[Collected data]

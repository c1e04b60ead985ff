// backendtool/src/appsync/update.rs
use anyhow::{Context, Result};
use aws_sdk_appsync::primitives::Blob;
use aws_sdk_appsync::types::{AuthenticationType, DataSourceType, DynamodbDataSourceConfig};
use aws_sdk_dynamodb::types::ProvisionedThroughput;
use std::collections::HashSet;
use std::path::Path;

use crate::appsync::create;
use crate::appsync::diff::{self, DiffMark, TableSpec};
use crate::appsync::manager::{self, DataSourceSetting};
use crate::appsync::{retrieve, role, wait};
use crate::backend::{AwsClients, BackendHandle, console_url};
use crate::config::AwsConfig;
use crate::project;

/// Applies the local feature spec to the already-linked remote backend.
///
/// Every divergence is reconciled with a genuine update call; this path
/// never falls back to re-creating the api.
pub async fn run(project_path: &Path, aws: &AwsConfig, api_id: &str) -> Result<BackendHandle> {
    let settings =
        manager::get_settings(project_path).context("Failed to load the appsync feature settings")?;
    let schema = manager::get_schema(project_path).context("Failed to read the graphql schema")?;
    let clients = AwsClients::connect(aws).await;

    println!(
        "⚙️ Updating backend {} (api id: {})...",
        settings.api_name, api_id
    );

    let ds_output = clients
        .appsync
        .list_data_sources()
        .api_id(api_id)
        .send()
        .await
        .context("Failed to list data sources")?;
    let remote_data_source_names: HashSet<String> = ds_output
        .data_sources()
        .iter()
        .filter_map(|d| d.name().map(str::to_string))
        .collect();

    let mut remote_tables = Vec::new();
    for data_source in ds_output.data_sources() {
        if let Some(config) = data_source.dynamodb_config() {
            if let Ok(output) = clients
                .dynamodb
                .describe_table()
                .table_name(config.table_name())
                .send()
                .await
            {
                if let Some(description) = output.table() {
                    remote_tables.push(diff::dress_table(description));
                }
            }
        }
    }

    let local_tables: Vec<TableSpec> = settings
        .data_sources
        .iter()
        .filter(|d| d.is_dynamodb())
        .filter_map(|d| d.table.clone())
        .collect();

    for (mark, spec) in diff::diff_tables(&local_tables, &remote_tables) {
        match mark {
            DiffMark::Create => {
                create::ensure_ddb_table(&clients.dynamodb, &spec).await?;
            }
            DiffMark::Update => {
                update_ddb_table(&clients.dynamodb, &spec, &remote_tables).await?;
            }
            DiffMark::Delete => {
                println!(
                    "Table {} no longer appears in the local spec; it is retained and must be removed manually.",
                    spec.table_name
                );
            }
            DiffMark::None => {}
        }
    }

    let mut table_arns = Vec::new();
    for spec in &local_tables {
        if let Ok(output) = clients
            .dynamodb
            .describe_table()
            .table_name(&spec.table_name)
            .send()
            .await
        {
            if let Some(arn) = output.table().and_then(|t| t.table_arn()) {
                table_arns.push(arn.to_string());
            }
        }
    }

    let role_arn = if settings.data_sources.iter().any(|d| d.is_dynamodb()) {
        let arn = role::ensure_service_role(&clients.iam, &settings.api_name).await?;
        role::put_role_policy(&clients.iam, &settings.api_name, &table_arns).await?;
        Some(arn)
    } else {
        None
    };

    clients
        .appsync
        .update_graphql_api()
        .api_id(api_id)
        .name(&settings.api_name)
        .authentication_type(AuthenticationType::from(
            settings.authentication_type.as_str(),
        ))
        .send()
        .await
        .context("Failed to update the graphql api")?;

    clients
        .appsync
        .start_schema_creation()
        .api_id(api_id)
        .definition(Blob::new(schema.into_bytes()))
        .send()
        .await
        .context("Failed to start schema creation")?;
    wait::wait_for_schema_creation(&clients.appsync, api_id).await?;
    println!("✓ Schema updated.");

    for data_source in &settings.data_sources {
        if remote_data_source_names.contains(&data_source.name) {
            update_data_source(&clients, api_id, data_source, role_arn.as_deref()).await?;
        } else {
            create::create_data_source(&clients, api_id, data_source, role_arn.as_deref()).await?;
        }
    }

    let mut existing_resolvers = HashSet::new();
    let type_names: HashSet<&str> = settings
        .resolvers
        .iter()
        .map(|r| r.type_name.as_str())
        .collect();
    for type_name in type_names {
        if let Ok(output) = clients
            .appsync
            .list_resolvers()
            .api_id(api_id)
            .type_name(type_name)
            .send()
            .await
        {
            for resolver in output.resolvers() {
                existing_resolvers.insert((
                    resolver.type_name().unwrap_or_default().to_string(),
                    resolver.field_name().unwrap_or_default().to_string(),
                ));
            }
        }
    }

    for resolver in &settings.resolvers {
        let request = manager::get_mapping(project_path, &resolver.request_mapping_template)?;
        let response = manager::get_mapping(project_path, &resolver.response_mapping_template)?;
        let exists = existing_resolvers
            .contains(&(resolver.type_name.clone(), resolver.field_name.clone()));
        if exists {
            clients
                .appsync
                .update_resolver()
                .api_id(api_id)
                .type_name(&resolver.type_name)
                .field_name(&resolver.field_name)
                .data_source_name(&resolver.data_source_name)
                .request_mapping_template(request)
                .response_mapping_template(response)
                .send()
                .await
                .with_context(|| {
                    format!(
                        "Failed to update resolver {}.{}",
                        resolver.type_name, resolver.field_name
                    )
                })?;
            println!(
                "✓ Updated resolver {}.{}.",
                resolver.type_name, resolver.field_name
            );
        } else {
            clients
                .appsync
                .create_resolver()
                .api_id(api_id)
                .type_name(&resolver.type_name)
                .field_name(&resolver.field_name)
                .data_source_name(&resolver.data_source_name)
                .request_mapping_template(request)
                .response_mapping_template(response)
                .send()
                .await
                .with_context(|| {
                    format!(
                        "Failed to create resolver {}.{}",
                        resolver.type_name, resolver.field_name
                    )
                })?;
            println!(
                "✓ Created resolver {}.{}.",
                resolver.type_name, resolver.field_name
            );
        }
    }

    if settings.authentication_type == manager::DEFAULT_AUTHENTICATION_TYPE {
        let keys_output = clients
            .appsync
            .list_api_keys()
            .api_id(api_id)
            .send()
            .await
            .context("Failed to list api keys")?;
        if keys_output.api_keys().is_empty() {
            clients
                .appsync
                .create_api_key()
                .api_id(api_id)
                .send()
                .await
                .context("Failed to create the api key")?;
            println!("✓ Created api key.");
        }
    }

    let now = project::now_timestamp();
    let mut info = manager::get_appsync_info(project_path).unwrap_or_default();
    info.last_update_time = now.clone();
    manager::update_appsync_info(project_path, &info)?;

    retrieve::sync_current_backend_info(project_path, &clients, api_id).await?;

    println!("✅ Backend {} updated.", settings.api_name);
    Ok(BackendHandle {
        project_id: api_id.to_string(),
        name: settings.api_name.clone(),
        creation_time: info.creation_time.clone(),
        last_updated_time: now,
        console_url: console_url(&clients.region, api_id),
    })
}

async fn update_ddb_table(
    client: &aws_sdk_dynamodb::Client,
    spec: &TableSpec,
    remote_tables: &[TableSpec],
) -> Result<()> {
    let Some(current) = remote_tables
        .iter()
        .find(|r| r.table_name == spec.table_name)
    else {
        return Ok(());
    };

    if current.read_capacity_units != spec.read_capacity_units
        || current.write_capacity_units != spec.write_capacity_units
    {
        client
            .update_table()
            .table_name(&spec.table_name)
            .provisioned_throughput(
                ProvisionedThroughput::builder()
                    .read_capacity_units(spec.read_capacity_units)
                    .write_capacity_units(spec.write_capacity_units)
                    .build()
                    .with_context(|| {
                        format!("Invalid provisioned throughput on {}", spec.table_name)
                    })?,
            )
            .send()
            .await
            .with_context(|| format!("Failed to update dynamoDB table {}", spec.table_name))?;
        println!("✓ Updated throughput of table {}.", spec.table_name);
    }

    if current.attribute_definitions != spec.attribute_definitions
        || current.key_schema != spec.key_schema
    {
        println!(
            "⚠️ Table {} differs from the local spec in attributes or key schema; such changes require a manual table migration and were not applied.",
            spec.table_name
        );
    }

    Ok(())
}

async fn update_data_source(
    clients: &AwsClients,
    api_id: &str,
    data_source: &DataSourceSetting,
    role_arn: Option<&str>,
) -> Result<()> {
    let mut request = clients
        .appsync
        .update_data_source()
        .api_id(api_id)
        .name(&data_source.name)
        .r#type(DataSourceType::from(data_source.source_type.as_str()));
    if let Some(description) = &data_source.description {
        request = request.description(description);
    }
    if data_source.is_dynamodb() {
        if let (Some(table), Some(role_arn)) = (data_source.table.as_ref(), role_arn) {
            request = request.service_role_arn(role_arn).dynamodb_config(
                DynamodbDataSourceConfig::builder()
                    .table_name(&table.table_name)
                    .aws_region(&clients.region)
                    .use_caller_credentials(false)
                    .build()
                    .with_context(|| {
                        format!("Invalid dynamoDB config on data source {}", data_source.name)
                    })?,
            );
        }
    }

    request
        .send()
        .await
        .with_context(|| format!("Failed to update data source {}", data_source.name))?;
    println!("✓ Updated data source {}.", data_source.name);
    Ok(())
}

» Work required
Beginning at the first line of the records, retype exactly every line up to and including the one with "if let Some(description) = output.table()".

» Solution below
repository c1e04b60ead985ff
// backendtool/src/appsync/update.rs
use anyhow::{Context, Result};
use aws_sdk_appsync::primitives::Blob;
use aws_sdk_appsync::types::{AuthenticationType, DataSourceType, DynamodbDataSourceConfig};
use aws_sdk_dynamodb::types::ProvisionedThroughput;
use std::collections::HashSet;
use std::path::Path;

use crate::appsync::create;
use crate::appsync::diff::{self, DiffMark, TableSpec};
use crate::appsync::manager::{self, DataSourceSetting};
use crate::appsync::{retrieve, role, wait};
use crate::backend::{AwsClients, BackendHandle, console_url};
use crate::config::AwsConfig;
use crate::project;

/// Applies the local feature spec to the already-linked remote backend.
///
/// Every divergence is reconciled with a genuine update call; this path
/// never falls back to re-creating the api.
pub async fn run(project_path: &Path, aws: &AwsConfig, api_id: &str) -> Result<BackendHandle> {
    let settings =
        manager::get_settings(project_path).context("Failed to load the appsync feature settings")?;
    let schema = manager::get_schema(project_path).context("Failed to read the graphql schema")?;
    let clients = AwsClients::connect(aws).await;

    println!(
        "⚙️ Updating backend {} (api id: {})...",
        settings.api_name, api_id
    );

    let ds_output = clients
        .appsync
        .list_data_sources()
        .api_id(api_id)
        .send()
        .await
        .context("Failed to list data sources")?;
    let remote_data_source_names: HashSet<String> = ds_output
        .data_sources()
        .iter()
        .filter_map(|d| d.name().map(str::to_string))
        .collect();

    let mut remote_tables = Vec::new();
    for data_source in ds_output.data_sources() {
        if let Some(config) = data_source.dynamodb_config() {
            if let Ok(output) = clients
                .dynamodb
                .describe_table()
                .table_name(config.table_name())
                .send()
                .await
            {
                if let Some(description) = output.table() {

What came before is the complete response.